Sumando un robo con otro, el botín que llegó a juntar no fue una bicoca. La BBC lo estimó en 1.400 millones de dólares.  El New York Times aseguró que podía ser bastante más.  Y un diario alsaciano local cerró su estimación en 2 mil. Atendido esos números y la pertinacia del sujeto en sus ilícitos, hasta los más indulgentes convendrían en que el tipo la sacó barata.

Los periodistas no serán el gremio más confiable del mundo, pero es curioso el efecto que tiene en nosotros saber que estamos leyendo algo que proviene de la vida real, no de la ficción. La fantasía miente, suponemos, no obstante que las pruebas no siempre corroboran eso. Se trata obviamente un prejuicio.
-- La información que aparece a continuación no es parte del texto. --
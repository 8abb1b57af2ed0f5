//! Human-readable size specifications ("512KB", "16MB") and byte formatting

use crate::error::SizeError;
use crate::protocol::MAX_DATA_SIZE;

const KIB: u64 = 1024;
const MIB: u64 = 1024 * 1024;
const GIB: u64 = 1024 * 1024 * 1024;

/// Unit suffixes in match order. "B" must come last since every other
/// suffix also ends with it.
const UNITS: &[(&str, u64)] = &[("KB", KIB), ("MB", MIB), ("GB", GIB), ("B", 1)];

/// Parse a size specification into a byte count.
///
/// The input is trimmed and uppercased, an optional `B`, `KB`, `MB` or `GB`
/// suffix selects a binary multiplier, and the remaining prefix must be an
/// unsigned 32-bit decimal integer. The product must not exceed
/// [`MAX_DATA_SIZE`].
pub fn parse_size(input: &str) -> Result<u32, SizeError> {
    let normalized = input.trim().to_uppercase();

    let (digits, multiplier) = UNITS
        .iter()
        .find_map(|(suffix, factor)| normalized.strip_suffix(suffix).map(|rest| (rest, *factor)))
        .unwrap_or((normalized.as_str(), 1));

    let number = parse_number(digits).ok_or_else(|| SizeError::Malformed {
        input: input.to_string(),
    })?;

    let bytes = u64::from(number) * multiplier;
    if bytes > u64::from(MAX_DATA_SIZE) {
        return Err(SizeError::TooLarge {
            bytes,
            max: MAX_DATA_SIZE,
        });
    }

    // Bounded by MAX_DATA_SIZE above
    Ok(bytes as u32)
}

/// Plain decimal digits only: no sign, no whitespace, no radix prefix.
fn parse_number(digits: &str) -> Option<u32> {
    if digits.is_empty() || !digits.bytes().all(|b| b.is_ascii_digit()) {
        return None;
    }
    digits.parse::<u32>().ok()
}

/// Format a byte count using the largest fitting binary unit, e.g. `1.50 MB`
pub fn format_bytes(bytes: u64) -> String {
    if bytes >= GIB {
        format!("{:.2} GB", bytes as f64 / GIB as f64)
    } else if bytes >= MIB {
        format!("{:.2} MB", bytes as f64 / MIB as f64)
    } else if bytes >= KIB {
        format!("{:.2} KB", bytes as f64 / KIB as f64)
    } else {
        format!("{} B", bytes)
    }
}

/// Bytes as fractional mebibytes
pub fn to_mib(bytes: u64) -> f64 {
    bytes as f64 / MIB as f64
}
También lo tenía el emperador Adriano, según plantea la Yourcenar, cuando estimaba que el lirismo de los poetas embellecía demasiado la realidad, que la pureza de los filósofos la despojaba de todas las circunstancias y que los historiadores la perdían en una tan intrincada trama de causas y efectos que al final nadie podía reconocerse en ella.

¿Cómo, entonces solo los periodistas dicen la verdad? ¿Aló, aló?

 

El ladrón de arte

  • Michael Finkel
  • Ed. Taurus
  • Barcelona, 2024, 260 páginas.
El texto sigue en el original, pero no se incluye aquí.